Generation of PBMC-Derived Conventional αβ T, and iNKT Cells
Healthy donor PBMCs were provided by the UCLA/CFAR Virology Core Laboratory and were used to generate the PBMC-Tc and PBMC-iNKT cells.
To generate PBMC-Tc cells, PBMCs were stimulated with CD3/CD28 T-activator beads (ThermoFisher Scientific) and cultured in C10 medium supplemented with human IL-2 (20 ng/mL) for 2-3 weeks, following the manufacturer's instructions.
To generate PBMC-iNKT cells, PBMCs were MACS-sorted via anti-iNKT microbeads (Miltenyi Biotech) labeling to enrich iNKT cells, which were then stimulated with donor-matched irradiated αGC-PBMCs at the ratio of 1:1, and cultured in C10 medium supplemented with human IL-7 (10 ng/ml) and IL-15 (10 ng/ml) for 2-3 weeks. If needed, the resulting PBMC-iNKT cells could be further purified using Fluorescence-Activated Cell Sorting (FACS) via human iNKT TCR antibody (Clone 6B11; BD Biosciences) staining.
Phenotype and functionality of multiple types of cells were analyzed, including AlloHSC-iNKT, PBMC-iNKT, and PBMC-Tc cells. Phenotype of these cells was studied using flow cytometry, by analyzing cell surface markers including co-receptors (CD4 and CD8), NK cell markers (CD161), memory T cell markers (CD45RO), and NK activating receptors (NKG2D and DNAM-1). Capacity of cells to produce cytokine (IFN-γ) and cytotoxic factors (Perforin and Granzyme B) was measured using Cell Fixation/Permeabilization Kit (BD Biosciences). PBMC-Tc and PBMC-iNKT cells were included as FACS analysis controls.
SARS-CoV-2 infection was performed as previously described (77). For SARS-CoV-2 infection, viral inoculum (MOI of 0.1 and 1) was prepared using serum-free medium. Culture medium was removed and replaced with 250 μL of prepared inoculum in each well. For mock infection, serum-free medium (250 μL/well) was added. The inoculated plates were incubated at 37° C. with 5% CO2 for 1 hour. The inoculum was spread by gently tilting the plate sideways at every 15 minutes. At the end of incubation, the inoculum was replaced with fresh medium.

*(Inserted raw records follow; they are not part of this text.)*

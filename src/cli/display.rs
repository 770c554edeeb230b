// Copyright 2025-present Harīṣh Tummalachērla
// SPDX-License-Identifier: Apache-2.0

//! Terminal display utilities for the pagesift CLI.
//!
//! OneDark for dark terminals, One Light for light ones. `PAGESIFT_THEME`
//! picks explicitly, then `COLORFGBG` is consulted, then dark wins by
//! default. `NO_COLOR` and non-TTY stdout turn colors off entirely.

use pagesift::util::pattern::literal_pattern;
use std::sync::OnceLock;

/// Terminal color theme
#[derive(Debug, Clone, Copy, PartialEq, Eq)]
pub enum Theme {
    Dark,
    Light,
}

static THEME: OnceLock<Theme> = OnceLock::new();

fn detect_theme() -> Theme {
    if let Ok(theme) = std::env::var("PAGESIFT_THEME") {
        match theme.to_lowercase().as_str() {
            "light" | "l" => return Theme::Light,
            "dark" | "d" => return Theme::Dark,
            _ => {}
        }
    }

    // COLORFGBG is "fg;bg"; background 7+ (except 8) is a light terminal
    if let Ok(colorfgbg) = std::env::var("COLORFGBG") {
        if let Some(Ok(bg)) = colorfgbg.split(';').next_back().map(str::parse::<u8>) {
            if bg >= 7 && bg != 8 {
                return Theme::Light;
            }
        }
    }

    Theme::Dark
}

pub fn theme() -> Theme {
    *THEME.get_or_init(detect_theme)
}

fn rgb((r, g, b): (u8, u8, u8)) -> String {
    format!("\x1b[38;2;{};{};{}m", r, g, b)
}

pub const RESET: &str = "\x1b[0m";
pub const BOLD: &str = "\x1b[1m";
pub const DIM: &str = "\x1b[2m";

mod onedark {
    pub const RED: (u8, u8, u8) = (224, 108, 117); // #e06c75
    pub const GREEN: (u8, u8, u8) = (152, 195, 121); // #98c379
    pub const YELLOW: (u8, u8, u8) = (229, 192, 123); // #e5c07b
    pub const BLUE: (u8, u8, u8) = (97, 175, 239); // #61afef
    pub const CYAN: (u8, u8, u8) = (86, 182, 194); // #56b6c2
    pub const GRAY: (u8, u8, u8) = (92, 99, 112); // #5c6370
}

mod onelight {
    pub const RED: (u8, u8, u8) = (228, 86, 73); // #e45649
    pub const GREEN: (u8, u8, u8) = (80, 161, 79); // #50a14f
    pub const YELLOW: (u8, u8, u8) = (193, 132, 1); // #c18401
    pub const BLUE: (u8, u8, u8) = (64, 120, 242); // #4078f2
    pub const CYAN: (u8, u8, u8) = (1, 132, 188); // #0184bc
    pub const GRAY: (u8, u8, u8) = (160, 161, 167); // #a0a1a7
}

macro_rules! theme_color {
    ($name:ident) => {
        #[allow(non_snake_case)]
        pub fn $name() -> String {
            rgb(match theme() {
                Theme::Dark => onedark::$name,
                Theme::Light => onelight::$name,
            })
        }
    };
}

theme_color!(RED);
theme_color!(GREEN);
theme_color!(YELLOW);
theme_color!(BLUE);
theme_color!(CYAN);
theme_color!(GRAY);

/// Check if colors should be used (TTY detection)
pub fn use_colors() -> bool {
    if std::env::var("NO_COLOR").is_ok() {
        return false;
    }
    atty::is(atty::Stream::Stdout)
}

/// Apply theme color with optional modifiers
pub fn themed(color_fn: fn() -> String, modifiers: &[&str], text: &str) -> String {
    if use_colors() {
        format!("{}{}{}{}", modifiers.join(""), color_fn(), text, RESET)
    } else {
        text.to_string()
    }
}

/// Terminal counterpart of the HTML highlighter: matches in bold yellow,
/// or wrapped in `[...]` when colors are off.
pub fn highlight_terminal<S: AsRef<str>>(text: &str, terms: &[S]) -> String {
    let Some(pattern) = literal_pattern(terms) else {
        return text.to_string();
    };
    let colors = use_colors();
    let mut out = String::with_capacity(text.len() + 16);
    let mut last = 0;
    for m in pattern.find_iter(text) {
        out.push_str(&text[last..m.start()]);
        if colors {
            out.push_str(&format!("{}{}{}{}", BOLD, YELLOW(), m.as_str(), RESET));
        } else {
            out.push_str(&format!("[{}]", m.as_str()));
        }
        last = m.end();
    }
    out.push_str(&text[last..]);
    out
}

/// Print a section header: ── LABEL ─────
pub fn section(label: &str) {
    let rule = "─".repeat(60usize.saturating_sub(label.chars().count() + 4));
    println!(
        "{} {} {}",
        themed(GRAY, &[], "──"),
        themed(CYAN, &[BOLD], label),
        themed(GRAY, &[], &rule)
    );
}

/// Print a `key: value` line with an aligned key column.
pub fn field(key: &str, value: &str) {
    println!("  {} {}", themed(GRAY, &[], &format!("{:<18}", key)), value);
}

293T-FG, 293T-ACE2-FG, or Calu3-FG target cells (1×103 cells per well) were seeded in Corning 96-well clear bottom black plates in D10 medium at day 0. At day 1, viral inoculum (MOI of 0.01) was prepared using D10 media. Media was gently removed without disrupting cells and replaced with 100 μl of prepared viral inoculum. AlloHSC-iNKT cells (1×104 cells per well) were then added in the plates at day 2. At day 3 or day 4, live target cells were detected by using Luciferase Assay System (CAT #E1500, Promega) following its protocol. Medium was carefully removed from the wells, and 1× lysis reagent was added (20 μl per well) to lyse tumor cells and inactivate SARS-CoV-2 virus. Then the cell lysate was mixed with 50 μl of Luciferase Assay Reagent, and the luciferase activities were immediately analyzed using an Infinite M1000 microplate reader (Tecan). In the blocking assay, 10 μg per ml of LEAF′ purified anti-human NKG2D (Clone 1D11, Biolegend), anti-human DNAM-1 antibody (Clone 11A8, Biolegend), or LEAF™ purified mouse lgG2b κ isotype control antibody (Clone MG2B-57, Biolegend) was added to cell cultures when adding AlloHSC-iNKT cells at day 2.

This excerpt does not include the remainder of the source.